OK. I think I now get it.
My recent conclusion is that the referral program is *not* meant to be optional by design.
That's probably why we have this 90-day vesting - to make it hard to create a faucet giving out LTM accounts for free (or very cheaply) on a massive scale.
The LTM upgrade does several things at the same time:
- redirects fees from the referrer to the user
- offers the user access to advanced features
- it's the point where the network gets most of its revenue
Thus all three parties (i.e. the user, the referrer and the network) are integral parts of the LTM contract.
It's *not* a simple deal between the user and the referrer, as I previously thought.

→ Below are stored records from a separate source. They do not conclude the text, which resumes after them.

//! Media error types.

use std::time::Duration;

/// Errors that can occur while capturing, encoding or streaming media.
#[derive(Debug, thiserror::Error)]
pub enum MediaError {
    /// Camera or microphone access was refused by the user or the platform.
    ///
    /// Recoverable by the user: change the permission and retry capture.
    #[error("Device access denied: {0}")]
    PermissionDenied(String),

    /// A capture device failed for a reason other than permission.
    #[error("Capture device unavailable ({kind}): {message}")]
    DeviceUnavailable {
        kind: DeviceErrorKind,
        message: String,
    },

    /// The video source has not produced a frame yet.
    #[error("No video frame available to capture")]
    CaptureUnavailable,

    /// The remote session failed to open or errored mid-session.
    #[error("Connection error: {0}")]
    ConnectionError(String),

    /// The remote session was closed.
    #[error("Connection closed: {0}")]
    ConnectionClosed(String),

    /// The outbound buffer has no room for a message that must not be dropped.
    #[error("Outbound buffer full, {0} not queued")]
    OutboundFull(&'static str),

    /// The remote handshake did not complete in time.
    #[error("Remote handshake timed out after {0:?}")]
    HandshakeTimeout(Duration),

    /// Requested output dimensions are not usable.
    #[error("Invalid capture target {width}x{height}: dimensions must be > 0")]
    InvalidTarget { width: u32, height: u32 },

    /// Failed to encode an image or audio payload.
    #[error("Encoding failed: {0}")]
    Encode(String),

    /// Failed to decode an inbound payload.
    #[error("Decoding failed: {0}")]
    Decode(String),

    /// Resampling was asked to raise the sample rate.
    #[error("Cannot resample from {from} Hz up to {to} Hz")]
    UnsupportedResample { from: u32, to: u32 },

    /// The session is already connecting or connected.
    #[error("Session is already active")]
    AlreadyActive,

    /// The operation needs an open session.
    #[error("Session is not open")]
    NotOpen,

    /// IO error (config files, image files).
    #[error("IO error: {0}")]
    Io(#[from] std::io::Error),
}

impl MediaError {
    /// Build the right error for a raw device failure message.
    ///
    /// Permission failures map to [`MediaError::PermissionDenied`] so callers
    /// can prompt for a permission retry instead of a connection retry.
    pub fn from_device_message(message: impl Into<String>) -> Self {
        let message = message.into();
        match DeviceErrorKind::classify(&message) {
            DeviceErrorKind::PermissionDenied => Self::PermissionDenied(message),
            kind => Self::DeviceUnavailable { kind, message },
        }
    }

    /// Whether this error is a device permission problem.
    #[must_use]
    pub const fn is_permission_denied(&self) -> bool {
        matches!(self, Self::PermissionDenied(_))
    }
}

/// Category of a device acquisition failure.
#[derive(Debug, Clone, Copy, PartialEq, Eq, serde::Serialize, serde::Deserialize)]
#[serde(rename_all = "SCREAMING_SNAKE_CASE")]
pub enum DeviceErrorKind {
    /// The platform has no media capture support.
    NotSupported,
    /// Access was refused.
    PermissionDenied,
    /// The device exists but could not be read (busy, hardware fault).
    NotReadable,
    /// No matching device was found.
    NotFound,
    /// Anything else.
    Other,
}

impl DeviceErrorKind {
    /// Classify a device error message by the names platforms report.
    #[must_use]
    pub fn classify(message: &str) -> Self {
        if message.contains("Permission") || message.contains("NotAllowedError") {
            Self::PermissionDenied
        } else if message.contains("notSupported") || message.contains("NotSupportedError") {
            Self::NotSupported
        } else if message.contains("NotReadableError") {
            Self::NotReadable
        } else if message.contains("NotFoundError") {
            Self::NotFound
        } else {
            Self::Other
        }
    }
}

impl std::fmt::Display for DeviceErrorKind {
    fn fmt(&self, f: &mut std::fmt::Formatter<'_>) -> std::fmt::Result {
        let name = match self {
            Self::NotSupported => "NOT_SUPPORTED",
            Self::PermissionDenied => "PERMISSION_DENIED",
            Self::NotReadable => "NOT_READABLE",
            Self::NotFound => "NOT_FOUND",
            Self::Other => "DEFAULT_ERROR",
        };
        f.write_str(name)
    }
}

#[cfg(test)]
mod tests {
    use super::*;

    #[test]
    fn classify_known_device_errors() {
        assert_eq!(
            DeviceErrorKind::classify("NotAllowedError: Permission denied"),
            DeviceErrorKind::PermissionDenied
        );
        assert_eq!(
            DeviceErrorKind::classify("NotReadableError: Could not start video source"),
            DeviceErrorKind::NotReadable
        );
        assert_eq!(
            DeviceErrorKind::classify("NotFoundError: Requested device not found"),
            DeviceErrorKind::NotFound
        );
        assert_eq!(DeviceErrorKind::classify("boom"), DeviceErrorKind::Other);
    }

    #[test]
    fn permission_message_becomes_permission_denied() {
        let err = MediaError::from_device_message("NotAllowedError");
        assert!(err.is_permission_denied());

        let err = MediaError::from_device_message("NotFoundError");
        assert!(matches!(
            err,
            MediaError::DeviceUnavailable {
                kind: DeviceErrorKind::NotFound,
                ..
            }
        ));
    }
}
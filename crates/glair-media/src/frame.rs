//! Video frame sources.

use std::path::Path;
use std::sync::{Arc, RwLock};

use image::RgbaImage;

use crate::error::MediaError;

/// A readable live video source.
///
/// Frames are returned at the feed's intrinsic resolution, not the size it is
/// displayed at.
pub trait FrameSource: Send + Sync {
    /// The most recent decoded frame, or `None` if the source has not produced
    /// one yet.
    fn latest_frame(&self) -> Option<RgbaImage>;

    /// Intrinsic `(width, height)` of the feed; `(0, 0)` before the first frame.
    fn intrinsic_size(&self) -> (u32, u32) {
        self.latest_frame()
            .map_or((0, 0), |frame| frame.dimensions())
    }
}

/// A frame source holding a single still image that can be swapped at runtime.
///
/// Used for still-image cameras and as the frame store that a device adapter
/// writes into.
#[derive(Debug, Clone, Default)]
pub struct StillFrameSource {
    frame: Arc<RwLock<Option<RgbaImage>>>,
}

impl StillFrameSource {
    /// A source with no frame yet.
    #[must_use]
    pub fn empty() -> Self {
        Self::default()
    }

    /// A source that always yields `frame`.
    #[must_use]
    pub fn new(frame: RgbaImage) -> Self {
        Self {
            frame: Arc::new(RwLock::new(Some(frame))),
        }
    }

    /// Load a still image from disk.
    pub fn open(path: &Path) -> Result<Self, MediaError> {
        let img = image::open(path).map_err(|e| match e {
            image::ImageError::IoError(io) => MediaError::Io(io),
            e => MediaError::Decode(format!("{}: {e}", path.display())),
        })?;
        tracing::debug!(path = %path.display(), width = img.width(), height = img.height(), "Loaded still frame");
        Ok(Self::new(img.to_rgba8()))
    }

    /// Replace the current frame.
    pub fn push(&self, frame: RgbaImage) {
        if let Ok(mut guard) = self.frame.write() {
            *guard = Some(frame);
        }
    }
}

impl FrameSource for StillFrameSource {
    fn latest_frame(&self) -> Option<RgbaImage> {
        self.frame.read().ok().and_then(|guard| guard.clone())
    }

    fn intrinsic_size(&self) -> (u32, u32) {
        self.frame
            .read()
            .ok()
            .and_then(|guard| guard.as_ref().map(RgbaImage::dimensions))
            .unwrap_or((0, 0))
    }
}

#[cfg(test)]
mod tests {
    use super::*;

    #[test]
    fn empty_source_has_zero_size() {
        let source = StillFrameSource::empty();
        assert!(source.latest_frame().is_none());
        assert_eq!(source.intrinsic_size(), (0, 0));
    }

    #[test]
    fn push_replaces_frame_for_all_clones() {
        let source = StillFrameSource::empty();
        let reader = source.clone();
        source.push(RgbaImage::new(4, 3));
        assert_eq!(reader.intrinsic_size(), (4, 3));
    }

    #[test]
    fn open_separates_missing_files_from_bad_images() {
        let dir = tempfile::tempdir().unwrap();
        let missing = StillFrameSource::open(&dir.path().join("absent.png"));
        assert!(matches!(missing, Err(MediaError::Io(_))));

        let garbage = dir.path().join("garbage.png");
        std::fs::write(&garbage, b"not an image").unwrap();
        assert!(matches!(StillFrameSource::open(&garbage), Err(MediaError::Decode(_))));
    }
}
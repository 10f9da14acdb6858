//! Screenshot geometry: center-crop, mirroring and sub-region insets.
//!
//! A capture request is turned into a [`CropPlan`] before any pixels are
//! touched:
//!
//! ```text
//!   sensor frame ──center-crop──▶ target aspect ──region inset──▶ output
//!   (1920×1080)                   (1080×1080)                     (480×480)
//! ```
//!
//! All rectangles in a plan are in *sensor* coordinates. When the feed is
//! shown mirrored, the region's X offset is reflected so that the region the
//! user framed on screen is the one that gets captured; the rasterizer then
//! flips the result so the image matches the display.

mod raster;

pub use raster::{DEFAULT_SCREENSHOT_QUALITY, FrameCropper, Screenshot};

use serde::{Deserialize, Serialize};

use crate::error::MediaError;

/// A percentage-based sub-region of the center-cropped frame.
///
/// All values are percentages (0–100) of the post-crop frame.
#[derive(Debug, Clone, Copy, PartialEq, Serialize, Deserialize)]
#[serde(rename_all = "camelCase")]
pub struct Region {
    pub x: f64,
    pub y: f64,
    pub width: f64,
    pub height: f64,
    /// Whether the widget draws an overlay around the region. Has no effect
    /// on the captured pixels.
    #[serde(default)]
    pub enable_overlay: bool,
}

impl Region {
    #[must_use]
    pub const fn new(x: f64, y: f64, width: f64, height: f64) -> Self {
        Self {
            x,
            y,
            width,
            height,
            enable_overlay: false,
        }
    }

    /// Clamp the region so it stays inside the frame.
    ///
    /// Offsets are clamped to 0–100, then each extent is shrunk so that
    /// `x + width <= 100` and `y + height <= 100`.
    #[must_use]
    pub fn clamped(self) -> Self {
        let x = clamp_percent(self.x);
        let y = clamp_percent(self.y);
        Self {
            x,
            y,
            width: clamp_percent(self.width).min(100.0 - x),
            height: clamp_percent(self.height).min(100.0 - y),
            enable_overlay: self.enable_overlay,
        }
    }

    /// The same region as seen on the horizontally flipped image.
    #[must_use]
    pub fn reflected(self) -> Self {
        Self {
            x: 100.0 - self.x - self.width,
            ..self
        }
    }
}

fn clamp_percent(value: f64) -> f64 {
    if value.is_nan() { 0.0 } else { value.clamp(0.0, 100.0) }
}

/// Per-call capture request: what the caller wants out.
#[derive(Debug, Clone, Copy, PartialEq, Serialize, Deserialize)]
#[serde(rename_all = "camelCase")]
pub struct CropTarget {
    pub target_width: u32,
    pub target_height: u32,
    /// The feed is presented mirrored; the capture must match the display.
    #[serde(default)]
    pub mirrored: bool,
    #[serde(default)]
    pub region: Option<Region>,
}

impl CropTarget {
    #[must_use]
    pub const fn new(target_width: u32, target_height: u32) -> Self {
        Self {
            target_width,
            target_height,
            mirrored: false,
            region: None,
        }
    }

    #[must_use]
    pub const fn mirrored(mut self, mirrored: bool) -> Self {
        self.mirrored = mirrored;
        self
    }

    #[must_use]
    pub const fn with_region(mut self, region: Region) -> Self {
        self.region = Some(region);
        self
    }
}

/// Complete crop inputs: the source's intrinsic size plus the request.
#[derive(Debug, Clone, Copy, PartialEq)]
pub struct CropSpec {
    pub source_width: u32,
    pub source_height: u32,
    pub target_width: u32,
    pub target_height: u32,
    pub mirrored: bool,
    pub region: Option<Region>,
}

impl CropSpec {
    /// Combine an intrinsic source size with a capture request.
    #[must_use]
    pub const fn new(source_width: u32, source_height: u32, target: CropTarget) -> Self {
        Self {
            source_width,
            source_height,
            target_width: target.target_width,
            target_height: target.target_height,
            mirrored: target.mirrored,
            region: target.region,
        }
    }

    /// Compute the source rectangle and output size for this crop.
    pub fn plan(&self) -> Result<CropPlan, MediaError> {
        if self.target_width == 0 || self.target_height == 0 {
            return Err(MediaError::InvalidTarget {
                width: self.target_width,
                height: self.target_height,
            });
        }
        if self.source_width == 0 || self.source_height == 0 {
            return Err(MediaError::CaptureUnavailable);
        }

        let base = center_crop(
            self.source_width,
            self.source_height,
            self.target_width,
            self.target_height,
        );

        let Some(region) = self.region else {
            return Ok(CropPlan {
                source: base,
                output_width: self.target_width,
                output_height: self.target_height,
                mirrored: self.mirrored,
                region: None,
            });
        };

        let region = region.clamped();
        // The region was framed on the displayed image; find it on the sensor.
        let sensor_region = if self.mirrored {
            region.reflected()
        } else {
            region
        };

        let source = Rect {
            x: base.x + base.width * sensor_region.x / 100.0,
            y: base.y + base.height * sensor_region.y / 100.0,
            width: base.width * sensor_region.width / 100.0,
            height: base.height * sensor_region.height / 100.0,
        };
        let output_width = scale_dimension(self.target_width, region.width);
        let output_height = scale_dimension(self.target_height, region.height);

        Ok(CropPlan {
            source,
            output_width,
            output_height,
            mirrored: self.mirrored,
            region: Some(region),
        })
    }
}

fn scale_dimension(target: u32, percent: f64) -> u32 {
    ((f64::from(target) * percent / 100.0).round() as u32).max(1)
}

/// The largest rectangle of the target aspect ratio centred in the source.
fn center_crop(source_width: u32, source_height: u32, target_width: u32, target_height: u32) -> Rect {
    let (sw, sh) = (f64::from(source_width), f64::from(source_height));
    let (tw, th) = (f64::from(target_width), f64::from(target_height));

    // Compare aspect ratios by cross-multiplying to stay in exact integers.
    if u64::from(source_width) * u64::from(target_height)
        > u64::from(source_height) * u64::from(target_width)
    {
        // Source is wider: trim left and right.
        let width = sh * tw / th;
        Rect {
            x: (sw - width) / 2.0,
            y: 0.0,
            width,
            height: sh,
        }
    } else {
        // Source is taller (or equal): trim top and bottom.
        let height = sw * th / tw;
        Rect {
            x: 0.0,
            y: (sh - height) / 2.0,
            width: sw,
            height,
        }
    }
}

/// An axis-aligned rectangle in source pixel coordinates.
#[derive(Debug, Clone, Copy, PartialEq, Serialize, Deserialize)]
pub struct Rect {
    pub x: f64,
    pub y: f64,
    pub width: f64,
    pub height: f64,
}

impl Rect {
    /// Integer pixel bounds `(x, y, width, height)` clamped to the source
    /// and at least one pixel in each dimension.
    #[must_use]
    pub fn to_pixels(&self, source_width: u32, source_height: u32) -> (u32, u32, u32, u32) {
        let x = (self.x.round().max(0.0) as u32).min(source_width.saturating_sub(1));
        let y = (self.y.round().max(0.0) as u32).min(source_height.saturating_sub(1));
        let width = (self.width.round() as u32).clamp(1, source_width - x);
        let height = (self.height.round() as u32).clamp(1, source_height - y);
        (x, y, width, height)
    }
}

/// Result of [`CropSpec::plan`].
#[derive(Debug, Clone, Copy, PartialEq)]
pub struct CropPlan {
    /// Rectangle to read from the sensor frame.
    pub source: Rect,
    /// Output image width in pixels.
    pub output_width: u32,
    /// Output image height in pixels.
    pub output_height: u32,
    /// Flip the output horizontally.
    pub mirrored: bool,
    /// The effective (clamped) region, as framed on the display.
    pub region: Option<Region>,
}

#[cfg(test)]
mod tests {
    use super::*;

    fn plan(sw: u32, sh: u32, target: CropTarget) -> CropPlan {
        CropSpec::new(sw, sh, target).plan().unwrap()
    }

    #[test]
    fn square_target_from_landscape_source() {
        let p = plan(1920, 1080, CropTarget::new(480, 480));
        assert_eq!(
            p.source,
            Rect {
                x: 420.0,
                y: 0.0,
                width: 1080.0,
                height: 1080.0
            }
        );
        assert_eq!((p.output_width, p.output_height), (480, 480));
    }

    #[test]
    fn four_by_three_target_letterboxes_sides_equally() {
        let p = plan(1920, 1080, CropTarget::new(640, 480));
        assert_eq!(p.source.width, 1440.0);
        assert_eq!(p.source.height, 1080.0);
        assert_eq!(p.source.x, 240.0);
        assert_eq!(1920.0 - p.source.x - p.source.width, p.source.x);
    }

    #[test]
    fn portrait_source_crops_top_and_bottom() {
        let p = plan(1080, 1920, CropTarget::new(480, 480));
        assert_eq!(p.source.x, 0.0);
        assert_eq!(p.source.y, 420.0);
        assert_eq!(p.source.width, 1080.0);
        assert_eq!(p.source.height, 1080.0);
    }

    #[test]
    fn output_matches_target_without_region() {
        for (tw, th) in [(480, 480), (640, 480), (1, 1), (1280, 720), (300, 900)] {
            let p = plan(1920, 1080, CropTarget::new(tw, th));
            assert_eq!((p.output_width, p.output_height), (tw, th));
        }
    }

    #[test]
    fn overflowing_region_is_clamped() {
        let region = Region::new(50.0, 0.0, 60.0, 100.0);
        let p = plan(1920, 1080, CropTarget::new(480, 480).with_region(region));
        assert_eq!(p.region, Some(Region::new(50.0, 0.0, 50.0, 100.0)));
        assert_eq!((p.output_width, p.output_height), (240, 480));
        // Right half of the centred 1080×1080 square.
        assert_eq!(p.source.x, 420.0 + 540.0);
        assert_eq!(p.source.width, 540.0);
    }

    #[test]
    fn clamped_region_stays_in_bounds() {
        let r = Region::new(80.0, 95.0, 40.0, 30.0).clamped();
        assert!(r.x + r.width <= 100.0);
        assert!(r.y + r.height <= 100.0);

        let r = Region::new(-10.0, 120.0, 50.0, 50.0).clamped();
        assert_eq!(r.x, 0.0);
        assert_eq!(r.y, 100.0);
        assert_eq!(r.height, 0.0);
    }

    #[test]
    fn mirrored_region_reflects_x_offset() {
        let region = Region::new(0.0, 0.0, 25.0, 100.0);
        let p = plan(
            1920,
            1080,
            CropTarget::new(480, 480).mirrored(true).with_region(region),
        );
        // Left quarter on screen is the right quarter of the sensor square.
        assert_eq!(p.source.x, 420.0 + 810.0);
        assert_eq!(p.source.width, 270.0);
        assert!(p.mirrored);
    }

    #[test]
    fn zero_target_is_rejected() {
        let err = CropSpec::new(1920, 1080, CropTarget::new(0, 480)).plan();
        assert!(matches!(err, Err(MediaError::InvalidTarget { width: 0, height: 480 })));
    }

    #[test]
    fn zero_source_is_capture_unavailable() {
        let err = CropSpec::new(0, 0, CropTarget::new(480, 480)).plan();
        assert!(matches!(err, Err(MediaError::CaptureUnavailable)));
    }

    #[test]
    fn rect_pixels_stay_inside_source() {
        let rect = Rect {
            x: 1919.6,
            y: -2.0,
            width: 10.0,
            height: 2000.0,
        };
        assert_eq!(rect.to_pixels(1920, 1080), (1919, 0, 1, 1080));
    }
}
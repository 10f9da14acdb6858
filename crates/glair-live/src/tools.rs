//! Tool-call handling.
//!
//! The model may ask the client to run a declared function. Every call gets
//! exactly one correlated [`FunctionResponse`], including calls naming a tool
//! the registry does not know.

use std::collections::BTreeMap;
use std::sync::Arc;
use std::time::Duration;

use async_trait::async_trait;
use serde_json::{Value, json};

use crate::protocol::{Behavior, FunctionCall, FunctionDeclaration, FunctionResponse, Scheduling, ToolResult};

/// Name of the demo weather tool.
pub const WEATHER_TOOL: &str = "get_weather_vegas";

/// A client-side function the model can call.
#[async_trait]
pub trait ToolHandler: Send + Sync {
    /// Name the model uses to call this tool.
    fn name(&self) -> &str;

    /// Declared calling behaviour.
    fn behavior(&self) -> Behavior {
        Behavior::NonBlocking
    }

    /// Run the tool.
    async fn call(&self, args: Option<&Value>) -> ToolResult;
}

/// The set of tools offered to the model.
#[derive(Clone, Default)]
pub struct ToolRegistry {
    handlers: BTreeMap<String, Arc<dyn ToolHandler>>,
}

impl std::fmt::Debug for ToolRegistry {
    fn fmt(&self, f: &mut std::fmt::Formatter<'_>) -> std::fmt::Result {
        f.debug_struct("ToolRegistry")
            .field("tools", &self.handlers.keys().collect::<Vec<_>>())
            .finish()
    }
}

impl ToolRegistry {
    #[must_use]
    pub fn new() -> Self {
        Self::default()
    }

    /// Register a tool, replacing any tool with the same name.
    pub fn register(&mut self, handler: Arc<dyn ToolHandler>) {
        self.handlers.insert(handler.name().to_string(), handler);
    }

    /// Builder-style [`register`](Self::register).
    #[must_use]
    pub fn with(mut self, handler: Arc<dyn ToolHandler>) -> Self {
        self.register(handler);
        self
    }

    /// Declarations sent in the setup message.
    pub fn declarations(&self) -> Vec<FunctionDeclaration> {
        self.handlers
            .values()
            .map(|h| FunctionDeclaration {
                name: h.name().to_string(),
                behavior: h.behavior(),
            })
            .collect()
    }

    pub fn contains(&self, name: &str) -> bool {
        self.handlers.contains_key(name)
    }

    /// Answer one call. Never fails: unknown tools get an error result.
    pub async fn respond(&self, call: &FunctionCall) -> FunctionResponse {
        let response = match self.handlers.get(&call.name) {
            Some(handler) => {
                tracing::info!(tool = %call.name, id = ?call.id, "Running tool call");
                handler.call(call.args.as_ref()).await
            }
            None => {
                tracing::warn!(tool = %call.name, id = ?call.id, "Unknown tool requested");
                ToolResult {
                    result: json!({ "error": format!("Unknown tool '{}'", call.name) }),
                    scheduling: None,
                }
            }
        };

        FunctionResponse {
            id: call.id.clone(),
            name: call.name.clone(),
            response,
        }
    }

    /// Answer every call of one request, in order.
    pub async fn respond_all(&self, calls: &[FunctionCall]) -> Vec<FunctionResponse> {
        let mut responses = Vec::with_capacity(calls.len());
        for call in calls {
            responses.push(self.respond(call).await);
        }
        responses
    }
}

/// Canned Las Vegas weather, answered after a simulated slow lookup.
///
/// The result is delivered with [`Scheduling::Interrupt`] so the model speaks
/// about it as soon as it arrives.
#[derive(Debug, Clone)]
pub struct WeatherTool {
    delay: Duration,
}

impl WeatherTool {
    #[must_use]
    pub const fn new(delay: Duration) -> Self {
        Self { delay }
    }
}

#[async_trait]
impl ToolHandler for WeatherTool {
    fn name(&self) -> &str {
        WEATHER_TOOL
    }

    async fn call(&self, _args: Option<&Value>) -> ToolResult {
        if !self.delay.is_zero() {
            tokio::time::sleep(self.delay).await;
        }
        ToolResult {
            result: json!({ "weather": "Sunny, 42 degrees" }),
            scheduling: Some(Scheduling::Interrupt),
        }
    }
}
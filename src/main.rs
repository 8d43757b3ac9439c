mod config;
mod descriptor;
mod output;
mod subscribe;
mod uuid_util;

use std::io::Write;

use log::{debug, warn};

use crate::config::{server_config, tunnel_config, DEFAULT_LISTENERS};
use crate::descriptor::Descriptor;

const DEFAULT_DESCRIPTOR_FILE: &str = "config.json";
const DEFAULT_OUTPUT_DIR: &str = "output";

fn print_usage_and_exit(arg0: String) {
    eprintln!("Usage: {arg0} [--output/-o DIR] [descriptor filename]");
    eprintln!("       {arg0} generate-uuid");
    std::process::exit(1);
}

fn main() {
    env_logger::builder()
        .format(|buf, record| {
            let timestamp = buf.timestamp();
            let level_style = buf.default_level_style(record.level());
            let sanitized_args = format!("{}", record.args())
                .chars()
                .map(|c| {
                    if c.is_ascii_graphic() || c == ' ' {
                        c
                    } else {
                        '?'
                    }
                })
                .collect::<String>();

            writeln!(
                buf,
                "[{} {level_style}{}{level_style:#} {}] {}",
                timestamp,
                record.level(),
                record.target(),
                sanitized_args
            )
        })
        .init();

    let mut args: Vec<String> = std::env::args().collect();
    let arg0 = args.remove(0);
    let mut out_dir = DEFAULT_OUTPUT_DIR.to_string();

    while !args.is_empty() && args[0].starts_with('-') {
        if args[0] == "--output" || args[0] == "-o" {
            args.remove(0);
            if args.is_empty() {
                eprintln!("Missing output directory argument.");
                print_usage_and_exit(arg0);
                return;
            }
            out_dir = args.remove(0);
        } else {
            eprintln!("Invalid argument: {}", args[0]);
            print_usage_and_exit(arg0);
            return;
        }
    }

    if args.iter().any(|s| s == "generate-uuid") {
        println!("{}", uuid_util::generate_uuid());
        return;
    }

    if args.is_empty() {
        println!("No descriptor specified, assuming loading from file {DEFAULT_DESCRIPTOR_FILE}");
        args.push(DEFAULT_DESCRIPTOR_FILE.to_string());
    }

    if args.len() > 1 {
        eprintln!("Expected a single descriptor filename, got: {}", args.join(" "));
        print_usage_and_exit(arg0);
        return;
    }

    let descriptor_path = args.remove(0);
    let descriptor = match Descriptor::load(&descriptor_path) {
        Ok(d) => d,
        Err(e) => {
            eprintln!("Failed to load descriptor: {e}\n");
            print_usage_and_exit(arg0);
            return;
        }
    };

    let user = descriptor.build_user();
    if let Err(e) = uuid_util::validate_user_id(&user.id) {
        warn!("User id is not a usable vmess id: {e}");
    }

    let server = server_config(DEFAULT_LISTENERS, &user);
    let tunnel = tunnel_config(DEFAULT_LISTENERS, &descriptor.vpses, &user);

    debug!("================================================================================");
    debug!("{server:#?}");
    debug!("{tunnel:#?}");
    debug!("================================================================================");

    let networks: Vec<_> = DEFAULT_LISTENERS.iter().map(|&(network, _)| network).collect();
    let endpoints = descriptor.endpoints();
    let subscription = match subscribe::subscription(&endpoints, &networks, &user) {
        Ok(blob) => blob,
        Err(e) => {
            eprintln!("Failed to build subscription: {e}");
            std::process::exit(1);
        }
    };

    if let Err(e) = output::write_artifacts(&out_dir, &server, &tunnel, &subscription) {
        eprintln!("Failed to write output files: {e}");
        std::process::exit(1);
    }

    println!(
        "Wrote {}, {} and {} to {}",
        output::SERVER_CONFIG_FILE,
        output::TUNNEL_CONFIG_FILE,
        output::SUBSCRIPTION_FILE,
        out_dir
    );
}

So I guess only two things can be realistically done as slight improvements:
(1) Create a non-profit faucet (which voluntarily burns its referral income) for people like
@yvv - those who are willing to pay for LTM but they want their money to go straight to the network, not to some third-party.
(2) Remove the transfer fee from the LTM deal, as
@xeroc suggests, and rebrand LTM as a feature for *advanced* users (as opposed to *frequent* users).
Regarding (2): This will probably please people like
@alt and
@bitcrab to some extent but for businesses generally not dealing with advanced users on a daily basis (e.g. mobile app operators:
@kenCode @merivercap ) this change will make it much harder to sell LTM to their customers. Maybe LTM combined with percentage-based transfer fees will make more sense for their customers.
Also, we significantly weaken our sales pitch for online merchants. So for me, it's a mixed bag of good and bad consequences.